= Work to be completed =
Look through the data and write out every line with the word "segments" in it.

━━ Data

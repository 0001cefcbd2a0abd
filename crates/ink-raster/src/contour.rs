//! Iso-contour extraction by marching squares.
//!
//! Crossings are linearly interpolated along cell edges, ambiguous saddle
//! cells are resolved by the cell mean, and every segment is oriented with
//! the above-level region on its positive side so that segments chain into
//! consistently wound polylines. Closed contours repeat their first point at
//! the end; contours that run into the raster border are left open.

use std::collections::{HashMap, VecDeque};

use ink_math::{DVec2, Point2};

use crate::Raster;

/// A crossing location, identified by the grid edge it lies on.
#[derive(Debug, Clone, Copy, PartialEq, Eq, Hash)]
enum EdgeKey {
    /// Edge between `(col, row)` and `(col + 1, row)`.
    Horizontal { row: usize, col: usize },
    /// Edge between `(col, row)` and `(col, row + 1)`.
    Vertical { row: usize, col: usize },
}

#[derive(Debug, Clone, Copy)]
enum Side {
    Top,
    Right,
    Bottom,
    Left,
}

impl EdgeKey {
    fn of_cell(row: usize, col: usize, side: Side) -> Self {
        match side {
            Side::Top => EdgeKey::Horizontal { row, col },
            Side::Bottom => EdgeKey::Horizontal { row: row + 1, col },
            Side::Left => EdgeKey::Vertical { row, col },
            Side::Right => EdgeKey::Vertical { row, col: col + 1 },
        }
    }

    fn endpoints(self) -> ((usize, usize), (usize, usize)) {
        match self {
            EdgeKey::Horizontal { row, col } => ((col, row), (col + 1, row)),
            EdgeKey::Vertical { row, col } => ((col, row), (col, row + 1)),
        }
    }
}

fn crossing(raster: &Raster, key: EdgeKey, level: f64) -> Point2 {
    let ((ax, ay), (bx, by)) = key.endpoints();
    let va = raster.get(ax, ay);
    let vb = raster.get(bx, by);
    let t = if va == vb { 0.5 } else { (level - va) / (vb - va) };
    let a = DVec2::new(ax as f64, ay as f64);
    let b = DVec2::new(bx as f64, by as f64);
    a + (b - a) * t.clamp(0.0, 1.0)
}

fn high_endpoint(raster: &Raster, key: EdgeKey) -> Point2 {
    let ((ax, ay), (bx, by)) = key.endpoints();
    if raster.get(ax, ay) >= raster.get(bx, by) {
        DVec2::new(ax as f64, ay as f64)
    } else {
        DVec2::new(bx as f64, by as f64)
    }
}

fn cell_sides(case: u8, center_high: bool) -> &'static [(Side, Side)] {
    use Side::*;
    match case {
        1 => &[(Left, Top)],
        2 => &[(Top, Right)],
        3 => &[(Left, Right)],
        4 => &[(Right, Bottom)],
        5 if center_high => &[(Top, Right), (Bottom, Left)],
        5 => &[(Left, Top), (Right, Bottom)],
        6 => &[(Top, Bottom)],
        7 => &[(Left, Bottom)],
        8 => &[(Bottom, Left)],
        9 => &[(Top, Bottom)],
        10 if center_high => &[(Left, Top), (Right, Bottom)],
        10 => &[(Top, Right), (Bottom, Left)],
        11 => &[(Right, Bottom)],
        12 => &[(Left, Right)],
        13 => &[(Top, Right)],
        14 => &[(Left, Top)],
        _ => &[],
    }
}

/// Trace all iso-contours of `raster` at `level`.
///
/// Points are returned in pixel space as `(x = column, y = row)`.
pub fn find_contours(raster: &Raster, level: f64) -> Vec<Vec<Point2>> {
    let (width, height) = raster.dimensions();
    if width < 2 || height < 2 {
        return Vec::new();
    }

    let mut segments: Vec<(EdgeKey, EdgeKey)> = Vec::new();
    for row in 0..height - 1 {
        for col in 0..width - 1 {
            let tl = raster.get(col, row);
            let tr = raster.get(col + 1, row);
            let br = raster.get(col + 1, row + 1);
            let bl = raster.get(col, row + 1);

            let case = (tl > level) as u8
                | ((tr > level) as u8) << 1
                | ((br > level) as u8) << 2
                | ((bl > level) as u8) << 3;
            if case == 0 || case == 15 {
                continue;
            }
            let center_high = (tl + tr + br + bl) * 0.25 > level;

            for &(s1, s2) in cell_sides(case, center_high) {
                let k1 = EdgeKey::of_cell(row, col, s1);
                let k2 = EdgeKey::of_cell(row, col, s2);
                let p = crossing(raster, k1, level);
                let q = crossing(raster, k2, level);
                let h = high_endpoint(raster, k1);
                if (q - p).perp_dot(h - p) >= 0.0 {
                    segments.push((k1, k2));
                } else {
                    segments.push((k2, k1));
                }
            }
        }
    }

    let mut by_start: HashMap<EdgeKey, usize> = HashMap::with_capacity(segments.len());
    let mut by_end: HashMap<EdgeKey, usize> = HashMap::with_capacity(segments.len());
    for (i, &(from, to)) in segments.iter().enumerate() {
        by_start.entry(from).or_insert(i);
        by_end.entry(to).or_insert(i);
    }

    let mut used = vec![false; segments.len()];
    let mut contours = Vec::new();

    for i in 0..segments.len() {
        if used[i] {
            continue;
        }
        used[i] = true;

        let mut keys: VecDeque<EdgeKey> = VecDeque::from([segments[i].0, segments[i].1]);

        while let Some(&j) = keys.back().and_then(|k| by_start.get(k)) {
            if used[j] {
                break;
            }
            used[j] = true;
            keys.push_back(segments[j].1);
        }

        let closed = keys.len() > 2 && keys.front() == keys.back();
        if !closed {
            while let Some(&j) = keys.front().and_then(|k| by_end.get(k)) {
                if used[j] {
                    break;
                }
                used[j] = true;
                keys.push_front(segments[j].0);
            }
        }

        contours.push(keys.into_iter().map(|k| crossing(raster, k, level)).collect());
    }

    contours
}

━━━━

= Task output =
//! the above-level region on its positive side so that segments chain into
    let mut segments: Vec<(EdgeKey, EdgeKey)> = Vec::new();
                    segments.push((k1, k2));
                    segments.push((k2, k1));
    let mut by_start: HashMap<EdgeKey, usize> = HashMap::with_capacity(segments.len());
    let mut by_end: HashMap<EdgeKey, usize> = HashMap::with_capacity(segments.len());
    for (i, &(from, to)) in segments.iter().enumerate() {
    let mut used = vec![false; segments.len()];
    for i in 0..segments.len() {
        let mut keys: VecDeque<EdgeKey> = VecDeque::from([segments[i].0, segments[i].1]);
            keys.push_back(segments[j].1);
                keys.push_front(segments[j].0);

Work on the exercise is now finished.